Witty and his wife, Caroline, have a daughter, Sarah, 16, and a son, Jack, 20, who is a student at the University of North Carolina. Leading a global company, Witty is on the road 60 percent of the year.

He is trying to help the Glaxo employees use technology to be more efficient, trying to find new medicine through outside partnerships and trying new methods. Maybe the collaboration with Formula 1 racing team McLaren won't improve factory efficiency, but perhaps enzymes can replace solvents and save cash.

"We can connect with anybody in the world," Witty said, pointing to the new offices off the lobby. "Almost every room has a desktop panorama videoconferencing unit."

Witty, who will be 49 in August, was a bit of a surprise choice when he was picked to be CEO in 2007. As revealed in court files released in 2012, his predecessor, J.P. Garnier, and the two other candidates were mentioned as contributors to the corporate-cultural push to promote drugs off-label. No individuals were charged, but the company eventually pleaded guilty to three criminal counts and paid a record penalty of $3 billion.

Witty worked in South Africa, Singapore, and then Europe, so he was away from the U.S. problems. Since he took over, the company has led the industry in increasing transparency of payments to doctors, revamping the compensation plan for sales reps - to lessen the incentive to promote drugs illegally - and contributing research, medication, and funds to help people in the developing world.

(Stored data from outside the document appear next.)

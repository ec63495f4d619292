//! Capability traits and DTOs for the collaborators this crate treats as
//! external: the matching engine / venue adapter, pre-trade validation, the
//! portfolio repository, and the event-handler/cache hooks.
//!
//! The core never hard-codes a concrete adapter — every component that
//! reaches outside its own module takes one of these traits via
//! constructor injection, matching the reference codebase's convention of
//! consuming capabilities through composition rather than inheritance.

use std::time::Duration;

use serde::{Deserialize, Serialize};

use crate::asset::Asset;
use crate::decimal::Decimal;
use crate::error::CoreResult;
use crate::order::{Order, OrderFill, OrderId};
use crate::portfolio::Portfolio;

/// Execution status reported back by the external matching engine.
#[derive(Debug, Clone, Copy, PartialEq, Eq, Serialize, Deserialize)]
pub enum ExecutionStatus {
    Submitted,
    Filled,
    PartiallyFilled,
    Rejected,
    Cancelled,
    Error,
}

/// Result of submitting an order to the matching engine.
#[derive(Debug, Clone, Serialize, Deserialize)]
pub struct ExecutionResult {
    pub order_id: OrderId,
    pub portfolio_id: Option<String>,
    pub executed_at: i64,
    pub avg_price: Decimal,
    pub total_quantity: Decimal,
    pub fills: Vec<OrderFill>,
    pub status: ExecutionStatus,
    pub error_message: Option<String>,
}

/// The integration layer's view of a fill — distinct from
/// [`crate::order::OrderFill`] in that it also carries routing and side
/// information the OMS's fill type doesn't need.
#[derive(Debug, Clone, Serialize, Deserialize)]
pub struct RoutedFill {
    pub order_id: OrderId,
    pub portfolio_id: String,
    pub symbol: String,
    pub side: crate::order::Side,
    pub quantity: Decimal,
    pub price: Decimal,
    pub commission: Decimal,
    pub fill_time: i64,
    pub execution_id: u64,
}

/// A market snapshot for one asset.
#[derive(Debug, Clone, Copy, Serialize, Deserialize)]
pub struct MarketData {
    pub bid_price: Decimal,
    pub ask_price: Decimal,
    pub bid_size: Decimal,
    pub ask_size: Decimal,
    pub last_trade_price: Decimal,
    pub last_trade_size: Decimal,
    pub volume: Decimal,
    pub vwap: Decimal,
    pub volatility: Decimal,
    pub timestamp: i64,
}

/// The matching engine / venue adapter. Implemented by
/// integration code outside this crate; [`crate::testing`] provides an
/// in-memory fake for tests.
pub trait ExecutionEngine: Send + Sync {
    fn start(&self) -> CoreResult<()>;
    fn stop(&self) -> CoreResult<()>;
    fn is_healthy(&self) -> bool;
    fn submit(&self, order: &Order) -> CoreResult<ExecutionResult>;
    fn cancel(&self, id: OrderId) -> CoreResult<()>;
    fn get_status(&self, id: OrderId) -> CoreResult<Order>;
    fn get_history(&self, id: OrderId) -> CoreResult<Vec<OrderFill>>;
}

/// Pre-trade validation hooks. Each stage may be skipped by an
/// implementation that returns `Ok(())` unconditionally.
pub trait OrderValidator: Send + Sync {
    fn validate_order(&self, order: &Order) -> CoreResult<()>;
    fn validate_risk(&self, order: &Order, portfolio: &Portfolio) -> CoreResult<()>;
    fn validate_market(&self, order: &Order, market: &MarketData) -> CoreResult<()>;
}

#[derive(Debug, Clone, Default)]
pub struct PortfolioFilter {
    pub status: Option<crate::portfolio::PortfolioStatus>,
    pub min_capital: Option<Decimal>,
    pub max_capital: Option<Decimal>,
    pub created_after: Option<i64>,
    pub created_before: Option<i64>,
    pub limit: Option<usize>,
    pub offset: Option<usize>,
}

/// A point-in-time portfolio valuation, persisted for historical reporting
/// via `save_snapshot`/`get_snapshots`.
#[derive(Debug, Clone, Serialize, Deserialize)]
pub struct PortfolioSnapshot {
    pub portfolio_id: String,
    pub taken_at: i64,
    pub metrics: crate::portfolio::PortfolioMetrics,
    pub cash_balance: Decimal,
}

/// Persistence for portfolios and positions. An in-memory
/// implementation must deep-copy on every read and write so callers never
/// alias internal state.
pub trait PortfolioRepository: Send + Sync {
    fn save(&self, portfolio: &Portfolio) -> CoreResult<()>;
    fn find_by_id(&self, id: &str) -> CoreResult<Option<Portfolio>>;
    fn find_all(&self, filter: &PortfolioFilter) -> CoreResult<Vec<Portfolio>>;
    fn delete(&self, id: &str) -> CoreResult<()>;
    fn save_position(&self, portfolio_id: &str, position: &crate::position::Position) -> CoreResult<()>;
    fn find_positions(&self, portfolio_id: &str) -> CoreResult<Vec<crate::position::Position>>;
    fn find_position_by_symbol(&self, portfolio_id: &str, symbol: &str) -> CoreResult<Option<crate::position::Position>>;
    fn save_snapshot(&self, snapshot: &PortfolioSnapshot) -> CoreResult<()>;
    fn get_snapshots(&self, portfolio_id: &str, from: i64, to: i64) -> CoreResult<Vec<PortfolioSnapshot>>;
}

/// Dispatched after an execution result or routed fill has been applied,
/// outside any lock.
pub trait EventHandler: Send + Sync {
    fn on_execution_result(&self, _result: &ExecutionResult) {}
    fn on_routed_fill(&self, _fill: &RoutedFill) {}
}

/// A small read-through cache abstraction the portfolio service's
/// repository-backed LRU cache sits behind.
pub trait CacheService<K, V>: Send + Sync {
    fn get(&self, key: &K) -> Option<V>;
    fn put(&self, key: K, value: V);
    fn invalidate(&self, key: &K);
    fn len(&self) -> usize;
}

/// Asset metadata lookup, used by the slippage estimator and validators
/// that need tick size / precision without owning the asset registry
/// themselves.
pub trait AssetLookup: Send + Sync {
    fn get(&self, symbol: &str) -> Option<Asset>;
}

/// A no-op retry-timeout helper used only to document the unit contract of
/// `order_timeout` at the trait boundary.
pub const DEFAULT_ORDER_TIMEOUT: Duration = Duration::from_secs(5);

"As a CEO, you have a couple choices at the very beginning," Witty said. "You can choose to say, 'I'm going to look after only one stakeholder.' Let's say the shareholders. It's money, money, money.

"Or you can take a responsibility that is much broader than that. I'm proud we've led the way in so many of these initiatives. On the way through to doing the right thing for shareholders, we can do the right thing for villages in Africa, we can move forward on a transparency agenda, we can challenge the business model of our industry, that things people believed could never be changed can be changed."